As global research priorities shift—towards more sustainable manufacturing, safer reagents, and tighter regulatory standards—materials like 3-Amino-4-methylpyridine provide both continuity and space for improvement. Project teams using this building block now weigh factors like carbon footprint and supply integrity along with traditional performance markers. Suppliers responding to those needs, with greener processes and full transparency on quality control, stand to add value both scientifically and socially.

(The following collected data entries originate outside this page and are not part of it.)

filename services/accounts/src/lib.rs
pub mod config;
pub mod handlers;
pub mod models;
pub mod routes;
pub mod services;

use axum::{
    http::{HeaderValue, Method},
    Router,
};
use tower::ServiceBuilder;
use tower_http::{
    cors::{Any, CorsLayer},
    trace::TraceLayer,
};

use crate::services::AppState;

fn cors_layer(origins: &[String]) -> CorsLayer {
    let origins: Vec<HeaderValue> = origins.iter().filter_map(|o| o.parse().ok()).collect();
    CorsLayer::new()
        .allow_methods([Method::GET, Method::POST, Method::PUT, Method::DELETE])
        .allow_headers(Any)
        .allow_origin(origins)
}

pub fn create_app(state: AppState) -> Router {
    let cors = cors_layer(&state.config.server.cors_origins);

    routes::create_routes()
        .layer(
            ServiceBuilder::new()
                .layer(TraceLayer::new_for_http())
                .layer(cors),
        )
        .with_state(state)
        .fallback(handlers::handler_404)
}
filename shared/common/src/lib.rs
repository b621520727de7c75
pub mod types;
pub mod error;
pub mod config;

pub use types::*;
pub use error::*;
pub use config::*;
use serde::{Deserialize, Serialize};

use afrilingua_common::{DatabaseConfig, JwtConfig, PlatformSettings, ServerConfig};
use afrilingua_mailer::EmailConfig;

#[derive(Debug, Clone, Serialize, Deserialize)]
pub struct AppConfig {
    pub server: ServerConfig,
    pub database: DatabaseConfig,
    pub jwt: JwtConfig,
    pub platform: PlatformSettings,
    pub email: EmailConfig,
}

impl AppConfig {
    pub fn from_env() -> Self {
        Self {
            server: ServerConfig::from_env("ACCOUNTS_PORT", 8001),
            database: DatabaseConfig::from_env(),
            jwt: JwtConfig::from_env(),
            platform: PlatformSettings::from_env(),
            email: EmailConfig::from_env(),
        }
    }

    pub fn verification_link(&self, token: &str) -> String {
        format!("{}/verify-email/{}/", self.platform.frontend_url.trim_end_matches('/'), token)
    }

    pub fn reset_link(&self, token: &str) -> String {
        format!("{}/reset-password/{}/", self.platform.frontend_url.trim_end_matches('/'), token)
    }
}

#[cfg(test)]
mod tests {
    use super::*;

    #[test]
    fn links_point_at_frontend() {
        let mut config = AppConfig::from_env();
        config.platform.frontend_url = "https://app.afrilingua.com/".to_string();
        assert_eq!(
            config.verification_link("tok"),
            "https://app.afrilingua.com/verify-email/tok/"
        );
        assert_eq!(
            config.reset_link("tok"),
            "https://app.afrilingua.com/reset-password/tok/"
        );
    }
}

Calls for transparency, real-world reliability, and ethical sourcing only grow louder. Whether you work in academia, production, or anywhere in between, consistent feedback circles back to quality: the working world prefers products backed by evidence, delivered with honesty, and reinforced by experience—not just marketing talk.
Looking forward, the role of 3-Amino-4-methylpyridine continues to grow across established and emerging applications. Whether you’re piecing together a new molecular structure for a potential drug or tailoring catalytic systems for cleaner production, day-to-day decisions around intermediate selection factor deeply into both success rates and quality benchmarks. The science supports it; personal experience reinforces it; and those two forces continue to raise the bar year after year.
Strong product knowledge, willingness to adapt, and a commitment to ethical sourcing give teams the edge to deliver reliable, innovative results. 3-Amino-4-methylpyridine serves as both a building block and an example: small adaptations in the right place open the door to progress, from theory to practice.